WHAT YOU ARE ASKED TO DO:
If a line of the data below holds the string "LowSample", copy it.

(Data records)
◆ ◆ ◆ ◆ ◆ ◆ ◆

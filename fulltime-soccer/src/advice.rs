//! Human-readable guidance derived from the markets: the main pick and its confidence, leans on
//! the goal markets, caveats over thin samples, and stakes against quoted prices.

use std::fmt::{Display, Formatter};

use serde::{Deserialize, Serialize};
use tracing::warn;

use fulltime::display::Percent;
use fulltime::kelly::Stake;
use fulltime::linear::Matrix;

use crate::domain::{MatchOutcome, OutcomeType, TeamSeasonStats};
use crate::market::MarketProbabilities;
use crate::strength::ExpectedGoals;

pub const BALANCED_BELOW: f64 = 0.38;
pub const HIGH_ABOVE: f64 = 0.65;
pub const LEAN_YES_ABOVE: f64 = 0.58;
pub const LEAN_NO_BELOW: f64 = 0.42;
pub const ATTACKING_ABOVE: f64 = 3.2;
pub const DEFENSIVE_BELOW: f64 = 2.2;

/// The over/under line singled out for a lean, i.e., 2.5 goals.
pub const HEADLINE_LINE: u8 = 2;

#[derive(Clone, Copy, Debug, PartialEq, Eq, Serialize, Deserialize)]
pub enum Confidence {
    /// No outcome stands out; a straight bet is best avoided.
    Balanced,
    Moderate,
    High,
}
impl Confidence {
    pub fn from_probability(prob: f64) -> Self {
        if prob < BALANCED_BELOW {
            Confidence::Balanced
        } else if prob > HIGH_ABOVE {
            Confidence::High
        } else {
            Confidence::Moderate
        }
    }
}

impl Display for Confidence {
    fn fmt(&self, f: &mut Formatter<'_>) -> std::fmt::Result {
        match self {
            Confidence::Balanced => write!(f, "balanced, avoid a straight bet"),
            Confidence::Moderate => write!(f, "moderate"),
            Confidence::High => write!(f, "high"),
        }
    }
}

/// A lean on a yes/no market, carrying the probability of the favoured side.
#[derive(Clone, Copy, Debug, PartialEq, Serialize, Deserialize)]
pub enum Lean {
    Yes(f64),
    No(f64),
    Neutral,
}
impl Lean {
    pub fn from_probability(prob: f64) -> Self {
        if prob > LEAN_YES_ABOVE {
            Lean::Yes(prob)
        } else if prob < LEAN_NO_BELOW {
            Lean::No(1.0 - prob)
        } else {
            Lean::Neutral
        }
    }
}

impl Display for Lean {
    fn fmt(&self, f: &mut Formatter<'_>) -> std::fmt::Result {
        match self {
            Lean::Yes(prob) => write!(f, "yes ({})", Percent(*prob)),
            Lean::No(prob) => write!(f, "no ({})", Percent(*prob)),
            Lean::Neutral => write!(f, "no clear lean"),
        }
    }
}

#[derive(Clone, Copy, Debug, PartialEq, Eq, Serialize, Deserialize)]
pub enum GoalProfile {
    Attacking,
    Even,
    Defensive,
}
impl GoalProfile {
    pub fn from_total(expected_total: f64) -> Self {
        if expected_total > ATTACKING_ABOVE {
            GoalProfile::Attacking
        } else if expected_total < DEFENSIVE_BELOW {
            GoalProfile::Defensive
        } else {
            GoalProfile::Even
        }
    }
}

impl Display for GoalProfile {
    fn fmt(&self, f: &mut Formatter<'_>) -> std::fmt::Result {
        match self {
            GoalProfile::Attacking => write!(f, "open, high-scoring"),
            GoalProfile::Even => write!(f, "even"),
            GoalProfile::Defensive => write!(f, "tight, low-scoring"),
        }
    }
}

#[derive(Clone, Debug, PartialEq, Serialize, Deserialize)]
pub enum Caveat {
    /// Fewer games than the configured threshold.
    LowSample { team: String, games: f64 },
    /// No games recorded at all; the markets are the uniform prior.
    NoData { team: String },
}

impl Display for Caveat {
    fn fmt(&self, f: &mut Formatter<'_>) -> std::fmt::Result {
        match self {
            Caveat::LowSample { team, games } => {
                write!(f, "{team} has played only {games} games; treat the estimate with caution")
            }
            Caveat::NoData { team } => write!(f, "{team} has no recorded games; showing the uniform prior"),
        }
    }
}

/// Flags either side whose sample is too thin to trust.
pub fn caveats(home: &TeamSeasonStats, away: &TeamSeasonStats, min_games: u32) -> Vec<Caveat> {
    let caveats = [home, away]
        .into_iter()
        .filter_map(|team| {
            if !team.has_played() {
                Some(Caveat::NoData {
                    team: team.name.clone(),
                })
            } else if team.games < min_games as f64 {
                Some(Caveat::LowSample {
                    team: team.name.clone(),
                    games: team.games,
                })
            } else {
                None
            }
        })
        .collect::<Vec<_>>();
    for caveat in &caveats {
        warn!("{caveat}");
    }
    caveats
}

#[derive(Clone, Debug, PartialEq, Serialize, Deserialize)]
pub struct Advice {
    pub pick: MatchOutcome,
    pub pick_probability: f64,
    pub confidence: Confidence,
    pub both_score: Lean,
    /// Lean on over 2.5 goals, if that line was evaluated.
    pub over: Option<Lean>,
    pub goal_profile: GoalProfile,
    /// Points-per-game of the host less that of the visitor.
    pub strength_difference: f64,
}
impl Advice {
    pub fn assess(
        markets: &MarketProbabilities,
        expected: &ExpectedGoals,
        home: &TeamSeasonStats,
        away: &TeamSeasonStats,
    ) -> Self {
        let pick = markets.favourite();
        let pick_probability = markets.get(pick);
        Self {
            pick,
            pick_probability,
            confidence: Confidence::from_probability(pick_probability),
            both_score: Lean::from_probability(markets.both_score),
            over: markets.over(HEADLINE_LINE).map(Lean::from_probability),
            goal_profile: GoalProfile::from_total(expected.total()),
            strength_difference: home.points_per_game() - away.points_per_game(),
        }
    }
}

/// Sizes a stake for every priced outcome. Outcomes outside the evaluated markets (correct
/// scores, unevaluated lines) are read off the normalised grid.
pub fn stakes(
    markets: &MarketProbabilities,
    scoregrid: &Matrix<f64>,
    prices: &[(OutcomeType, f64)],
    bankroll: f64,
    kelly_multiplier: f64,
) -> Vec<(OutcomeType, Stake)> {
    prices
        .iter()
        .map(|(outcome, price)| {
            let prob = markets
                .probability(outcome)
                .unwrap_or_else(|| outcome.gather(scoregrid));
            (outcome.clone(), Stake::recommend(prob, *price, bankroll, kelly_multiplier))
        })
        .collect()
}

◆ ◆ ◆ ◆ ◆ ◆ ◆

ANSWER TO THIS EXERCISE:
    LowSample { team: String, games: f64 },
            Caveat::LowSample { team, games } => {
                Some(Caveat::LowSample {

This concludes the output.